The 39-year-old woman had been on medication for epilepsy for years and suffered a grand mal seizure, which cause violent muscle contractions and loss of consciousness, and stopped breathing.

"My husband was across the hall and heard me say, 'oh shit,'" Canaday said. "He rushed in to find me unconscious on the floor. I had stopped breathing and turned blue."

Her husband quickly called 911 and performed CPR for several minutes until emergency services arrived. In total, it took 24 minutes and four defibrillator shocks to restore her heartbeat.

Later, at the hospital, Canaday tested positive for COVID-19 and was diagnosed with myocarditis—a condition that inflames the heart muscle and could hinder the heart's ability to pump blood. Canaday said her medical team speculated that this could have led to her sudden cardiac arrest.

Only nine days later, she was released from the ICU.

Naturally, the incident has been an impactful one for Canaday, who despite encountering death itself has remained positive.

When asked what it was like to be dead, she said: "I have this gut feeling that it was friendly and peaceful even though I can't report any shapes or personas or visions of that time. I feel like I dissolved, and it was just really nice."

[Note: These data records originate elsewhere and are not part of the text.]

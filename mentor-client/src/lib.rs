//! Mentor de Redação client core
//!
//! Talks to the essay-analysis REST backend and keeps client-side caches in
//! sync: authentication, essay CRUD, submission for analysis and the
//! feedback poller that waits for the asynchronous analysis to finish.
//! Rendering is left to the host; user-facing notices go through the
//! [`notify`] bridge.

pub mod api;
pub mod app;
pub mod auth;
pub mod config;
pub mod error;
pub mod essays;
pub mod gateway;
pub mod notify;
pub mod poller;
pub mod profile;
pub mod store;

pub use api::ApiClient;
pub use app::AppContext;
pub use auth::AuthService;
pub use config::{ClientConfig, PollPolicy};
pub use error::{ApiError, ErrorCategory, FieldError};
pub use essays::{DashboardSummary, EssayActions, ScoredEssay};
pub use gateway::{EssayGateway, HttpGateway};
pub use notify::{Notification, NotificationKind, NotificationSink, Notifier};
pub use poller::{FeedbackPoller, FeedbackView, PollPhase};
pub use profile::ProfileService;
pub use store::{AuthStore, EssayCache, EssayStore, Session};
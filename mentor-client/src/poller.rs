//! Feedback availability poller
//!
//! Bridges a screen that wants to show an essay's feedback with the
//! asynchronous analysis pipeline on the server:
//!
//! ```text
//! Idle -> Checking -> NotSubmitted
//!                  -> Ready
//!                  -> Failed
//!                  -> AwaitingAnalysis -> Ready | TimedOut
//! ```
//!
//! While awaiting, the essay is re-fetched once per tick and, once it reports
//! ANALYZED, its feedback list as well. Waiting for the status flip and
//! waiting for the feedback row draw from the same attempt budget. Errors on
//! a tick count as an attempt and are never surfaced on their own; only
//! running out of attempts produces a notice. A rejected session is the
//! exception: it ends the poll on the spot, since every later request would
//! go out without a token.
//!
//! The poller expects a gateway that does not notify on failure
//! (see [`HttpGateway::silent`](crate::gateway::HttpGateway::silent)); it
//! emits its own notices for the outcomes the user needs to see.

use std::future::Future;
use std::sync::atomic::{AtomicBool, Ordering};
use std::sync::{Arc, Mutex, MutexGuard, PoisonError};

use mentor_types::{Essay, EssayId, EssayStatus, Feedback};
use tokio::sync::watch;
use tokio::task::JoinHandle;
use tokio::time::{Instant, MissedTickBehavior};
use tracing::{debug, info, warn};

use crate::config::PollPolicy;
use crate::error::ApiError;
use crate::gateway::EssayGateway;
use crate::notify::{NotificationKind, Notifier};
use crate::store::EssayStore;

const SESSION_EXPIRED: &str = "Session expired. Please sign in again.";

#[derive(Debug, Clone, PartialEq, Eq)]
pub enum PollPhase {
    /// No essay requested yet
    Idle,
    /// Initial load of the essay
    Checking,
    /// Essay is a draft or archived; nothing to wait for
    NotSubmitted,
    AwaitingAnalysis,
    Ready,
    /// Attempt budget exhausted; a manual refresh may still succeed
    TimedOut,
    /// The essay could not be loaded, or the session expired mid-poll
    Failed(String),
}

impl PollPhase {
    pub fn is_terminal(&self) -> bool {
        matches!(
            self,
            Self::NotSubmitted | Self::Ready | Self::TimedOut | Self::Failed(_)
        )
    }
}

/// Everything a feedback screen renders.
#[derive(Debug, Clone, PartialEq)]
pub struct FeedbackView {
    pub essay_id: Option<EssayId>,
    pub phase: PollPhase,
    pub essay: Option<Essay>,
    /// First entry of the feedback list once Ready
    pub feedback: Option<Feedback>,
    pub attempts: u32,
    pub max_attempts: u32,
}

impl FeedbackView {
    fn idle(max_attempts: u32) -> Self {
        Self {
            essay_id: None,
            phase: PollPhase::Idle,
            essay: None,
            feedback: None,
            attempts: 0,
            max_attempts,
        }
    }

    /// Fraction of the attempt budget used, for progress bars.
    pub fn progress(&self) -> f32 {
        if self.max_attempts == 0 {
            return 1.0;
        }
        (self.attempts as f32 / self.max_attempts as f32).min(1.0)
    }

    pub fn overall_score(&self) -> Option<u32> {
        self.feedback.as_ref().and_then(|f| f.overall_score)
    }
}

pub struct FeedbackPoller {
    shared: Arc<Shared>,
}

impl std::fmt::Debug for FeedbackPoller {
    fn fmt(&self, f: &mut std::fmt::Formatter<'_>) -> std::fmt::Result {
        f.debug_struct("FeedbackPoller")
            .field("policy", &self.shared.policy)
            .field("view", &*self.shared.view.borrow())
            .finish()
    }
}

struct Shared {
    gateway: Arc<dyn EssayGateway>,
    notifier: Notifier,
    store: Option<EssayStore>,
    policy: PollPolicy,
    view: watch::Sender<FeedbackView>,
    /// Bumped by every start and cancel. A task may only write while its
    /// generation is current; writes happen with this lock held.
    generation: Mutex<u64>,
    task: Mutex<Option<JoinHandle<()>>>,
    resubmitting: AtomicBool,
}

enum PollOutcome {
    Ready(Essay, Feedback),
    Pending {
        essay: Option<Essay>,
        error: Option<ApiError>,
    },
}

"What I have is a strong sensation of peace about that time when I was out of consciousness," she added.

Canaday’s memory of her initial recovery is hazy, but by the time she was discharged from the hospital she was declared "cognitively intact," with no visible brain damage on her MRI scans.

She also exhibited a normal EEG, despite her history of epileptic seizures.

The experience has resulted in a change of perspective for Canaday.

"I remember a lot of very serene moments in and after the hospital, like none of the worries I used to have mattered, and I got insanely excited about things like cheeseburgers. Things just felt very simple," she said. "I feel like this is my second life. I feel like I have two birthdays. In my first life, I was very individualistic and strong. In this life, I have a completely different worldview and am comfortable—mostly—with depending on others."

At his point, she explained, "A lot of stuff like status and career success don't matter beyond survival needs, creature comforts, and helping others. I honestly feel like I'm here to love my husband and make life a little easier, if I can, for those I meet along my own path.”

She said that she now focuses on health and well-being, including silent prayer or meditation, and that she feels a calling to share her story.

"I don't know why I'm here, or why any of us are here, but I know we're all in it together,” Canaday said. “That's why I'm passionate about sharing my story, I guess. It's not just my story. It's a lot of people's."

To that end, she released her memoir, Independence Ave: How Individualism Killed Me and Community Brought Me Back, in November of 2023.

Near Death Experiences, or NDEs, are understandably significant to those who experience them and are often accompanied by a change in mindset following the event.

The phenomenon remains popular among those with an interest in parapsychology and in 2021 Jeffrey Mishlove, PhD, won top prize in the Bigelow Institute for Consciousness Studies’ (BICS) afterlife evidence contest for his presentation entitled Beyond the Brain: The Survival of Human Consciousness after Permanent Bodily Death. Mishlove’s evidence included "video snippets and testimonies regarding near-death experiences, reincarnation cases documented by memories of past lives, and seven other types of evidence that consciousness survives physical death," according to a report from Mystery Wire.

Mishlove received his PhD in parapsychology from the University of California, Berkeley, in 1980—the only doctoral diploma in parapsychology ever awarded by an accredited university—and currently teaches the subject at the Holmes Institute for ministers in training with the Centers for Spiritual Living.

Despite a number of scientific studies on the subject, complete with competing explanatory models ranging from the psychological to the neuroanatomical, no consensus has yet been reached to explain NDEs.